* EXERCISE AIM
Find the word "gone" in the material below and gather every line that contains it.

* MATERIAL SHOWN
────────────────────────────────────────
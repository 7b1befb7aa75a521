use async_trait::async_trait;

use super::domain::{Application, ApplicationId, StatusUpdate};
use super::status::ApplicationStatus;
use crate::error::ServiceError;

/// Backend port for reading and mutating applications.
///
/// Implementations own transport concerns; callers only see typed results. The backend is
/// expected to enforce the same transition rules the client checks before submitting.
#[async_trait]
pub trait ApplicationDirectory: Send + Sync {
    /// Applications submitted by the signed-in job seeker.
    async fn fetch_my_applications(&self) -> Result<Vec<Application>, ServiceError>;

    /// Applications received on the signed-in recruiter's postings, optionally filtered.
    async fn fetch_recruiter_applications(
        &self,
        status: Option<ApplicationStatus>,
    ) -> Result<Vec<Application>, ServiceError>;

    async fn fetch_application(&self, id: ApplicationId) -> Result<Application, ServiceError>;

    async fn update_status(
        &self,
        id: ApplicationId,
        update: &StatusUpdate,
    ) -> Result<Application, ServiceError>;

    async fn withdraw(&self, id: ApplicationId) -> Result<Application, ServiceError>;
}
//! Keeps the order records consistent with the real tree as the vault
//! mutates underneath them. Every handler returns the folder(s) whose index
//! must be rebuilt; the caller funnels those into a single refresh.

use tracing::debug;

use crate::host::TreeView;
use crate::model::order::{InsertAt, OrderStore};
use crate::model::vpath;

/// A newly created child goes to the front of its parent's order,
/// most-recent-first. Returns the parent folder.
pub fn on_create(store: &mut OrderStore, path: &str) -> String {
    let folder = vpath::parent(path);
    store.insert(&folder, vpath::name(path), InsertAt::Start);
    folder
}

/// Returns the parent folder the child was removed from. A deleted folder
/// takes its own record, and its descendants', with it.
pub fn on_delete(store: &mut OrderStore, path: &str) -> String {
    let folder = vpath::parent(path);
    store.remove(&folder, vpath::name(path));
    store.remove_subtree(path);
    folder
}

/// A rename within one folder substitutes the name in place; a rename that
/// crosses folders is a delete from the old parent plus a most-recent-first
/// insert into the new one. Returns the old folder, and the new folder when
/// it differs.
pub fn on_rename(store: &mut OrderStore, from: &str, to: &str) -> (String, Option<String>) {
    let old_folder = vpath::parent(from);
    let new_folder = vpath::parent(to);
    // a renamed folder keeps its own record, and its descendants', under
    // the new key
    store.rekey_subtree(from, to);
    if old_folder == new_folder {
        store.rename(&old_folder, vpath::name(from), vpath::name(to));
        (old_folder, None)
    } else {
        store.remove(&old_folder, vpath::name(from));
        store.insert(&new_folder, vpath::name(to), InsertAt::Start);
        (old_folder, Some(new_folder))
    }
}

/// The order the live children *should* render in: stable sort by recorded
/// position, untracked names keeping their live relative order at the end.
pub fn expected_order(store: &OrderStore, folder: &str, live: &[String]) -> Vec<String> {
    let record = store.get(folder);
    let mut names = live.to_vec();
    names.sort_by_key(|name| {
        record
            .iter()
            .position(|n| n == name)
            .unwrap_or(usize::MAX)
    });
    names
}

/// Folders whose live rendered order disagrees with what their record calls
/// for. Only recorded folders can be out of sync; unordered folders are the
/// host's business.
pub fn folders_out_of_sync(store: &OrderStore, view: &TreeView) -> Vec<String> {
    let mut stale = Vec::new();
    for folder in view.folder_paths() {
        if !store.has(&folder) {
            continue;
        }
        let Some(live) = view.live_order(&folder) else {
            continue;
        };
        let record_has_ghosts = store.get(&folder).iter().any(|name| !live.contains(name));
        if record_has_ghosts || live != expected_order(store, &folder, &live) {
            debug!("order drift in {folder}");
            stale.push(folder);
        }
    }
    stale
}

/// Recorded folders that no longer exist anywhere in the tree. Their records
/// serve no one and would otherwise sit in the persisted blob forever.
pub fn dead_records(store: &OrderStore, view: &TreeView) -> Vec<String> {
    store
        .folders()
        .filter(|folder| *folder != vpath::ROOT && view.find_folder(folder).is_none())
        .map(str::to_string)
        .collect()
}

/// Repairs one folder's record against the live tree: stale names pruned,
/// untracked live names appended. Returns whether the record changed.
pub fn align_folder(store: &mut OrderStore, folder: &str, view: &TreeView) -> bool {
    let Some(live) = view.live_order(folder) else {
        return false;
    };
    store.align(folder, &live)
}

#[cfg(test)]
mod tests {
    use super::*;
    use crate::host::{HostCaps, TreeView};

    #[test]
    fn created_children_go_first() {
        let mut store = OrderStore::default();
        store.set("notes", vec!["a.md".into(), "b.md".into()]);
        let folder = on_create(&mut store, "notes/new.md");
        assert_eq!(folder, "notes");
        assert_eq!(store.get("notes"), ["new.md", "a.md", "b.md"]);
    }

    #[test]
    fn create_in_an_unordered_folder_starts_a_record() {
        let mut store = OrderStore::default();
        on_create(&mut store, "fresh.md");
        assert_eq!(store.get("/"), ["fresh.md"]);
    }

    #[test]
    fn rename_across_folders_is_delete_plus_insert() {
        let mut store = OrderStore::default();
        store.set("a", vec!["x.md".into(), "y.md".into()]);
        store.set("b", vec!["z.md".into()]);
        let (old, new) = on_rename(&mut store, "a/x.md", "b/x.md");
        assert_eq!(old, "a");
        assert_eq!(new.as_deref(), Some("b"));
        assert_eq!(store.get("a"), ["y.md"]);
        assert_eq!(store.get("b"), ["x.md", "z.md"]);
    }

    #[test]
    fn renaming_a_folder_carries_its_records_to_the_new_key() {
        let mut store = OrderStore::default();
        store.set("/", vec!["old".into(), "top.md".into()]);
        store.set("old", vec!["b.md".into(), "a.md".into()]);
        store.set("old/deep", vec!["x.md".into()]);
        let (old_folder, new_folder) = on_rename(&mut store, "old", "new");
        assert_eq!(old_folder, "/");
        assert!(new_folder.is_none());
        assert_eq!(store.get("/"), ["new", "top.md"]);
        assert_eq!(store.get("new"), ["b.md", "a.md"]);
        assert_eq!(store.get("new/deep"), ["x.md"]);
        assert!(!store.has("old"));
    }

    #[test]
    fn deleting_a_folder_drops_its_records() {
        let mut store = OrderStore::default();
        store.set("/", vec!["gone".into(), "top.md".into()]);
        store.set("gone", vec!["a.md".into()]);
        store.set("gone/deep", vec!["x.md".into()]);
        on_delete(&mut store, "gone");
        assert_eq!(store.get("/"), ["top.md"]);
        assert!(!store.has("gone"));
        assert!(!store.has("gone/deep"));
    }

    #[test]
    fn records_for_vanished_folders_are_reported_dead() {
        let mut view = TreeView::new(&HostCaps::default());
        view.insert("kept", true);
        let mut store = OrderStore::default();
        store.set("/", vec!["kept".into()]);
        store.set("kept", vec!["a.md".into()]);
        store.set("vanished", vec!["b.md".into()]);
        assert_eq!(dead_records(&store, &view), vec!["vanished"]);
    }

    #[test]
    fn rename_in_place_keeps_position() {
        let mut store = OrderStore::default();
        store.set("a", vec!["x.md".into(), "y.md".into()]);
        let (old, new) = on_rename(&mut store, "a/x.md", "a/renamed.md");
        assert_eq!(old, "a");
        assert!(new.is_none());
        assert_eq!(store.get("a"), ["renamed.md", "y.md"]);
    }

    #[test]
    fn expected_order_puts_untracked_live_names_last_in_live_order() {
        let mut store = OrderStore::default();
        store.set("/", vec!["b.md".into(), "a.md".into()]);
        let live = vec![
            "a.md".to_string(),
            "n1.md".to_string(),
            "b.md".to_string(),
            "n2.md".to_string(),
        ];
        assert_eq!(
            expected_order(&store, "/", &live),
            vec!["b.md", "a.md", "n1.md", "n2.md"]
        );
    }

    #[test]
    fn drift_is_detected_and_repairable() {
        let mut view = TreeView::new(&HostCaps::default());
        view.insert("notes", true);
        view.insert("notes/a.md", false);
        view.insert("notes/b.md", false);

        let mut store = OrderStore::default();
        store.set("notes", vec!["gone.md".into(), "b.md".into(), "a.md".into()]);

        // live order is a,b but record wants b,a (plus a stale name)
        assert_eq!(folders_out_of_sync(&store, &view), vec!["notes"]);

        assert!(align_folder(&mut store, "notes", &view));
        assert_eq!(store.get("notes"), ["b.md", "a.md"]);

        // after a render applies the record, live matches and the check clears
        if let Some(children) = view.find_folder_mut("notes").and_then(|n| n.children.as_mut()) {
            let mut nodes = std::mem::take(children.items_mut());
            nodes.sort_by_key(|n| {
                store
                    .get("notes")
                    .iter()
                    .position(|x| *x == n.item.name)
                    .unwrap_or(usize::MAX)
            });
            children.replace(nodes);
        }
        assert!(folders_out_of_sync(&store, &view).is_empty());
    }

    #[test]
    fn unordered_folders_are_never_flagged() {
        let mut view = TreeView::new(&HostCaps::default());
        view.insert("z.md", false);
        view.insert("a.md", false);
        let store = OrderStore::default();
        assert!(folders_out_of_sync(&store, &view).is_empty());
    }
}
────────────────────────────────────────
* EXERCISE RESPONSE
        store.set("/", vec!["gone".into(), "top.md".into()]);
        store.set("gone", vec!["a.md".into()]);
        store.set("gone/deep", vec!["x.md".into()]);
        on_delete(&mut store, "gone");
        assert!(!store.has("gone"));
        assert!(!store.has("gone/deep"));
        store.set("notes", vec!["gone.md".into(), "b.md".into(), "a.md".into()]);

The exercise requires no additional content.